Bras de fer!

Le poing sur la table ! Voilà qui ne semblait pas jusque-là ressembler au socialiste Jacques Auxiette, qui nous avait plus habitué à véhiculer une image de consensus, tout en rondeur et en bonhomie.

Sans doute a-t-il été boosté par la victoire de la gauche, doublée de sa réélection dans un fauteuil à la présidence du Conseil régional des Pays-de-la-Loire. Et se sent-il pousser des ailes ?

Il entame son mandat sur les chapeaux de roues. Et par une charge contre la réforme territoriale que prépare le gouvernement. Ce qui en fait sera une fusion ( ce genre de concept est à la mode ), et verra surtout la disparition des élus départementaux et régionaux pour ne créer qu’une seul entité : celle de conseiller territorial.

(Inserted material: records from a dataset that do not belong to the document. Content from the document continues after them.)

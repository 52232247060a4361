fn main() {
    gto_agent::cli::run();
}
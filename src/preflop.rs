//! Preflop range engine: heuristic 169-class open and defense tables plus a
//! single uniform draw per decision.

use std::fmt;

use rand::Rng;

use crate::action::Decision;
use crate::cards::{hand_class, Card};
use crate::sizing::clamp_to_stack;

/// Share of the defense probability that 3-bets instead of calling.
pub const THREE_BET_SHARE: f64 = 0.2;
/// A 3-bet is this multiple of the bet faced.
pub const THREE_BET_MULTIPLIER: u32 = 3;

// ---------------------------------------------------------------------------
// Hand class
// ---------------------------------------------------------------------------

/// Two hole cards reduced to (high rank, low rank, suited).
#[derive(Debug, Clone, Copy, PartialEq, Eq, Hash)]
pub struct PreflopHand {
    pub high: u8,
    pub low: u8,
    pub suited: bool,
}

impl PreflopHand {
    pub fn new(c1: Card, c2: Card) -> Self {
        let (high, low) = if c1.value() >= c2.value() {
            (c1.value(), c2.value())
        } else {
            (c2.value(), c1.value())
        };
        PreflopHand {
            high,
            low,
            suited: c1.suit == c2.suit,
        }
    }

    pub fn from_ranks(high: u8, low: u8, suited: bool) -> Self {
        PreflopHand {
            high: high.max(low),
            low: high.min(low),
            suited,
        }
    }

    pub fn is_pair(&self) -> bool {
        self.high == self.low
    }

    pub fn gap(&self) -> u8 {
        self.high - self.low
    }

    fn is_broadway(&self) -> bool {
        self.low >= 10
    }
}

impl fmt::Display for PreflopHand {
    fn fmt(&self, f: &mut fmt::Formatter<'_>) -> fmt::Result {
        write!(f, "{}/{}{}", self.high, self.low, if self.suited { "s" } else { "" })
    }
}

// ---------------------------------------------------------------------------
// Probability tables
// ---------------------------------------------------------------------------

/// Probability of opening this hand when first in.
pub fn open_probability(hand: &PreflopHand) -> f64 {
    if hand.is_pair() {
        return if hand.high >= 7 { 1.0 } else { 0.85 };
    }
    if hand.suited {
        if hand.is_broadway() {
            1.0
        } else if hand.high == 14 {
            0.95
        } else if hand.gap() <= 1 && hand.low >= 4 {
            0.8
        } else if hand.high >= 12 {
            0.75
        } else {
            0.45
        }
    } else if hand.is_broadway() {
        0.9
    } else if hand.high == 14 {
        0.75
    } else if hand.high >= 12 && hand.low >= 7 {
        0.55
    } else if hand.gap() == 1 && hand.low >= 6 {
        0.45
    } else {
        0.2
    }
}

/// Size of the raise being faced, in big blinds.
#[derive(Debug, Clone, Copy, PartialEq, Eq, Hash)]
pub enum BetSizeBucket {
    /// Up to 3bb.
    Small,
    /// Up to 6bb.
    Medium,
    Large,
}

impl BetSizeBucket {
    pub fn from_bet(bet: u32, big_blind: u32) -> Self {
        let bb = big_blind.max(1);
        if bet <= bb.saturating_mul(3) {
            BetSizeBucket::Small
        } else if bet <= bb.saturating_mul(6) {
            BetSizeBucket::Medium
        } else {
            BetSizeBucket::Large
        }
    }

    fn scale(self) -> f64 {
        match self {
            BetSizeBucket::Small => 1.0,
            BetSizeBucket::Medium => 0.8,
            BetSizeBucket::Large => 0.6,
        }
    }
}

/// Probability of continuing (3-bet or call) against a raise.
pub fn defense_probability(hand: &PreflopHand, size: BetSizeBucket) -> f64 {
    let base = if hand.is_pair() {
        if hand.high >= 10 {
            1.0
        } else if hand.high >= 6 {
            0.85
        } else {
            0.6
        }
    } else if hand.is_broadway() {
        if hand.suited {
            0.95
        } else {
            0.85
        }
    } else if hand.high == 14 {
        if hand.suited {
            0.8
        } else {
            0.6
        }
    } else if hand.suited && hand.gap() <= 1 && hand.low >= 5 {
        0.6
    } else if hand.high >= 12 {
        if hand.suited {
            0.55
        } else {
            0.45
        }
    } else if hand.high <= 9 {
        0.15
    } else {
        0.3
    };

    // Big pairs never tighten against size.
    if hand.is_pair() && hand.high >= 12 {
        return base;
    }
    base * size.scale()
}

// ---------------------------------------------------------------------------
// Decision
// ---------------------------------------------------------------------------

#[derive(Debug, Clone, Copy)]
pub struct PreflopSpot {
    pub hole_cards: [Card; 2],
    pub current_min_bet: u32,
    /// Chips the hero already has in on this street.
    pub current_bet: u32,
    pub call_cost: u32,
    pub stack: u32,
    pub big_blind: u32,
    pub open_size_bb: u32,
}

impl PreflopSpot {
    /// No raise beyond the big blind has been made yet.
    pub fn is_opening(&self) -> bool {
        self.current_min_bet <= self.big_blind
    }

    /// Chips needed to bring the street total up to `target`, capped by the stack.
    fn raise_to(&self, target: u32) -> Decision {
        let put_in = target.saturating_sub(self.current_bet) as f64;
        Decision::raise(clamp_to_stack(put_in, self.stack))
    }
}

pub fn preflop_decision<R: Rng>(spot: &PreflopSpot, rng: &mut R) -> Decision {
    let hand = PreflopHand::new(spot.hole_cards[0], spot.hole_cards[1]);
    let label = hand_class(spot.hole_cards[0], spot.hole_cards[1]);
    let u: f64 = rng.gen();

    if spot.is_opening() {
        let p = open_probability(&hand);
        log::debug!("preflop open {} p={:.2} draw={:.3}", label, p, u);
        if u < p {
            return spot.raise_to(spot.open_size_bb.saturating_mul(spot.big_blind));
        }
        return Decision::check();
    }

    let size = BetSizeBucket::from_bet(spot.current_min_bet, spot.big_blind);
    let p = defense_probability(&hand, size);
    log::debug!(
        "preflop defend {} vs {} ({:?}) p={:.2} draw={:.3}",
        label,
        spot.current_min_bet,
        size,
        p,
        u
    );

    if u < THREE_BET_SHARE * p {
        spot.raise_to(THREE_BET_MULTIPLIER.saturating_mul(spot.current_min_bet))
    } else if u < p {
        Decision::call()
    } else if spot.call_cost == 0 {
        Decision::check()
    } else {
        Decision::fold()
    }
}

Dans son article premier la loi stipule : « À dater du renouvellement cantonal de 2011, les conseillers généraux, désormais dénommés conseillers territoriaux, règlent par leurs délibérations les affaires départementales au chef-lieu du département et les affaires régionales au chef-lieu de région, en lieu et place des conseillers régionaux. »

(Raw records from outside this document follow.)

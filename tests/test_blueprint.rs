use approx::assert_abs_diff_eq;
use rand::rngs::StdRng;
use rand::SeedableRng;

use gto_agent::action::*;
use gto_agent::blueprint::*;
use gto_agent::bucket::*;
use gto_agent::profile::*;
use gto_agent::texture::*;

fn profile(name: &str) -> &'static StrategyProfileConfig {
    builtin().by_name(name).unwrap()
}

fn raw(name: &str, bucket: HandBucket, texture: BoardTexture, pot_odds: f64) -> ActionDistribution {
    let mut rng = StdRng::seed_from_u64(7);
    raw_distribution(profile(name), bucket, texture, pot_odds, &mut rng)
}

// ---------------------------------------------------------------------------
// Normalization
// ---------------------------------------------------------------------------

#[test]
fn test_every_cell_sums_to_one() {
    let mut rng = StdRng::seed_from_u64(42);
    for p in builtin().iter() {
        for bucket in ALL_BUCKETS {
            for texture in ALL_TEXTURES {
                for pot_odds in [0.0, 0.2, 0.25, 0.4, 0.6] {
                    for _ in 0..20 {
                        let dist = blueprint_distribution(p, bucket, texture, pot_odds, &mut rng);
                        for (_, w) in dist.iter() {
                            assert!(w >= 0.0, "{} {} {}: negative weight", p.name, bucket, texture);
                        }
                        assert_abs_diff_eq!(dist.total(), 1.0, epsilon = 1e-6);
                    }
                }
            }
        }
    }
}

#[test]
fn test_non_trash_is_deterministic() {
    let p = profile("Polarized");
    for bucket in ALL_BUCKETS.into_iter().filter(|b| *b != HandBucket::Trash) {
        let a = blueprint_distribution(p, bucket, BoardTexture::Wet, 0.3, &mut StdRng::seed_from_u64(1));
        let b = blueprint_distribution(p, bucket, BoardTexture::Wet, 0.3, &mut StdRng::seed_from_u64(999));
        assert_eq!(a, b);
    }
}

// ---------------------------------------------------------------------------
// Monster / StrongMade
// ---------------------------------------------------------------------------

#[test]
fn test_monster_dry_balanced_raise_weight() {
    let dist = raw("Balanced", HandBucket::Monster, BoardTexture::Dry, 0.0);
    assert_abs_diff_eq!(dist.get(Action::Raise), 0.8, epsilon = 1e-9);
    assert_eq!(dist.get(Action::Fold), 0.0);
    assert_eq!(dist.normalized().dominant(), Action::Raise);
}

#[test]
fn test_monster_scales_with_aggression() {
    let dist = raw("Aggressive", HandBucket::Monster, BoardTexture::Dry, 0.0);
    assert_abs_diff_eq!(dist.get(Action::Raise), 0.8 * 1.4, epsilon = 1e-9);
}

#[test]
fn test_monster_wet_board_raises_more() {
    let dry = raw("Balanced", HandBucket::Monster, BoardTexture::Dry, 0.0);
    let wet = raw("Balanced", HandBucket::Monster, BoardTexture::Wet, 0.0);
    assert!(wet.get(Action::Raise) > dry.get(Action::Raise));
    assert_abs_diff_eq!(wet.get(Action::Raise), 0.88, epsilon = 1e-9);
}

#[test]
fn test_trapping_monster_slow_plays() {
    let dist = raw("Trapping", HandBucket::Monster, BoardTexture::Dry, 0.0).normalized();
    assert_eq!(dist.dominant(), Action::Call);
    assert!(dist.get(Action::Raise) < 0.2);
}

#[test]
fn test_strong_made_split() {
    let dist = raw("Balanced", HandBucket::StrongMade, BoardTexture::Dry, 0.3);
    assert_abs_diff_eq!(dist.get(Action::Raise), 0.5, epsilon = 1e-9);
    assert_abs_diff_eq!(dist.get(Action::Call), 0.4, epsilon = 1e-9);
    assert_eq!(dist.get(Action::Fold), 0.0);
}

// ---------------------------------------------------------------------------
// MarginalMade
// ---------------------------------------------------------------------------

#[test]
fn test_marginal_good_odds_calls() {
    let dist = raw("Balanced", HandBucket::MarginalMade, BoardTexture::Dry, 0.2).normalized();
    assert_eq!(dist.dominant(), Action::Call);
}

#[test]
fn test_marginal_bad_odds_polarized_folds() {
    for name in ["Polarized", "BluffHeavy", "MaximumPressure"] {
        let dist = raw(name, HandBucket::MarginalMade, BoardTexture::Dry, 0.4).normalized();
        assert_eq!(dist.dominant(), Action::Fold, "{}", name);
        assert!(dist.get(Action::Raise) > 0.0);
    }
}

#[test]
fn test_marginal_bad_odds_linear_call_fold() {
    let dist = raw("Linear", HandBucket::MarginalMade, BoardTexture::Dry, 0.4);
    assert_eq!(dist.get(Action::Raise), 0.0);
    assert!(dist.get(Action::Call) > dist.get(Action::Fold));
    assert!(dist.get(Action::Fold) > 0.3);
}

// ---------------------------------------------------------------------------
// Draws
// ---------------------------------------------------------------------------

#[test]
fn test_strong_draw_balanced() {
    let dist = raw("Balanced", HandBucket::StrongDraw, BoardTexture::Dry, 0.3);
    assert_abs_diff_eq!(dist.get(Action::Raise), 0.35, epsilon = 1e-9);
    assert_abs_diff_eq!(dist.get(Action::Call), 0.45 * 0.65, epsilon = 1e-9);
    assert_eq!(dist.normalized().dominant(), Action::Raise);
}

#[test]
fn test_bluff_heavy_boosts_draws() {
    let balanced = raw("Balanced", HandBucket::StrongDraw, BoardTexture::Dry, 0.3);
    let bluffy = raw("BluffHeavy", HandBucket::StrongDraw, BoardTexture::Dry, 0.3);
    assert!(bluffy.get(Action::Raise) > balanced.get(Action::Raise));
}

#[test]
fn test_draw_keeps_passive_mass() {
    let dist = raw("MaximumPressure", HandBucket::StrongDraw, BoardTexture::Wet, 0.3);
    assert!(dist.get(Action::Raise) > 0.6);
    assert!(dist.get(Action::Call) > 0.0);
    assert!(dist.get(Action::Fold) > 0.0);
}

#[test]
fn test_weak_draw_less_aggressive() {
    let strong = raw("Balanced", HandBucket::StrongDraw, BoardTexture::Dry, 0.3).normalized();
    let weak = raw("Balanced", HandBucket::WeakDraw, BoardTexture::Dry, 0.3).normalized();
    assert!(weak.get(Action::Raise) < strong.get(Action::Raise));
    assert!(weak.get(Action::Fold) > strong.get(Action::Fold));
}

// ---------------------------------------------------------------------------
// Trash
// ---------------------------------------------------------------------------

#[test]
fn test_trash_never_bluffs_for_linear_profiles() {
    let p = profile("Balanced");
    let mut rng = StdRng::seed_from_u64(11);
    for _ in 0..500 {
        let dist = raw_distribution(p, HandBucket::Trash, BoardTexture::Dry, 0.3, &mut rng);
        assert_eq!(dist.get(Action::Raise), 0.0);
        assert_eq!(dist.get(Action::Fold), 0.6);
    }
}

#[test]
fn test_trash_bluff_gate_for_polarized() {
    let p = profile("Polarized");
    let mut rng = StdRng::seed_from_u64(12);
    let runs = 4000;
    let mut bluffs = 0;
    for _ in 0..runs {
        let dist = raw_distribution(p, HandBucket::Trash, BoardTexture::Dry, 0.3, &mut rng);
        let raise = dist.get(Action::Raise);
        if raise > 0.0 {
            bluffs += 1;
            assert!((0.05..=0.3).contains(&raise));
        }
    }
    let freq = bluffs as f64 / runs as f64;
    assert!(freq > 0.1 && freq < 0.2, "bluff gate fired {:.3}", freq);
}

// ---------------------------------------------------------------------------
// Profile scalars
// ---------------------------------------------------------------------------

#[test]
fn test_profile_scalars() {
    let s = ProfileScalars::from_profile(profile("MaximumPressure"));
    assert!(s.polarized);
    assert_abs_diff_eq!(s.aggression, 1.6, epsilon = 1e-9);

    let s = ProfileScalars::from_profile(profile("Tight"));
    assert!(!s.polarized);
    assert_eq!(s.archetype, Archetype::Tight);
}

Une réforme présenté au Sénat et qui se veut « essentielle, simplifiant la vie locale, diminuant nos dépenses publiques et répondant aux attentes de nos concitoyens (…). » Présenté comme cela, cela parait acceptable ! Mais pas pour tout le monde.

Geler

Aussi le n°1 de la Région tempête-t-il face à une majorité malmenée au lendemain des Régionales et entame un bras de fer malgré tout risqué : « Je demande au gouvernement de retirer son projet, dont l’ultime finalité sera d’empêcher les exécutifs régionaux, à peine élus, de mettre en œuvre leur programme ». Jacques Auxiette a annoncé qu’il « gelait » la part régionale du contrat de projet 2007-2013 signé entre la Région et l’État.

Et « si la réforme n’est pas retirée, nous revisiterons totalement nos priorités à l’occasion des prochaines négociations de mi-parcours« . Voilà qui est clair et net. Pour un premier discours devant l’assemblée nouvellement constituée, c’est fort.

« Prise d’otage » disent maladroitement des élus de droite qui semblent donner l’image d’être à cours d’idées, ou bien coincés entre une proposition qui en fait leur paraît alléchante : la suppression de la réforme en question qui les concerne aussi et une cohésion obligée de groupe, celui de la majorité, qui les empêche d’aller dans le sens de la gauche. Schizophrénie?Décidément ces assemblées régionales, elles ont bien trop de prérogatives et surtout bien trop de pouvoirs pour qu’on les laisse gérer en paix!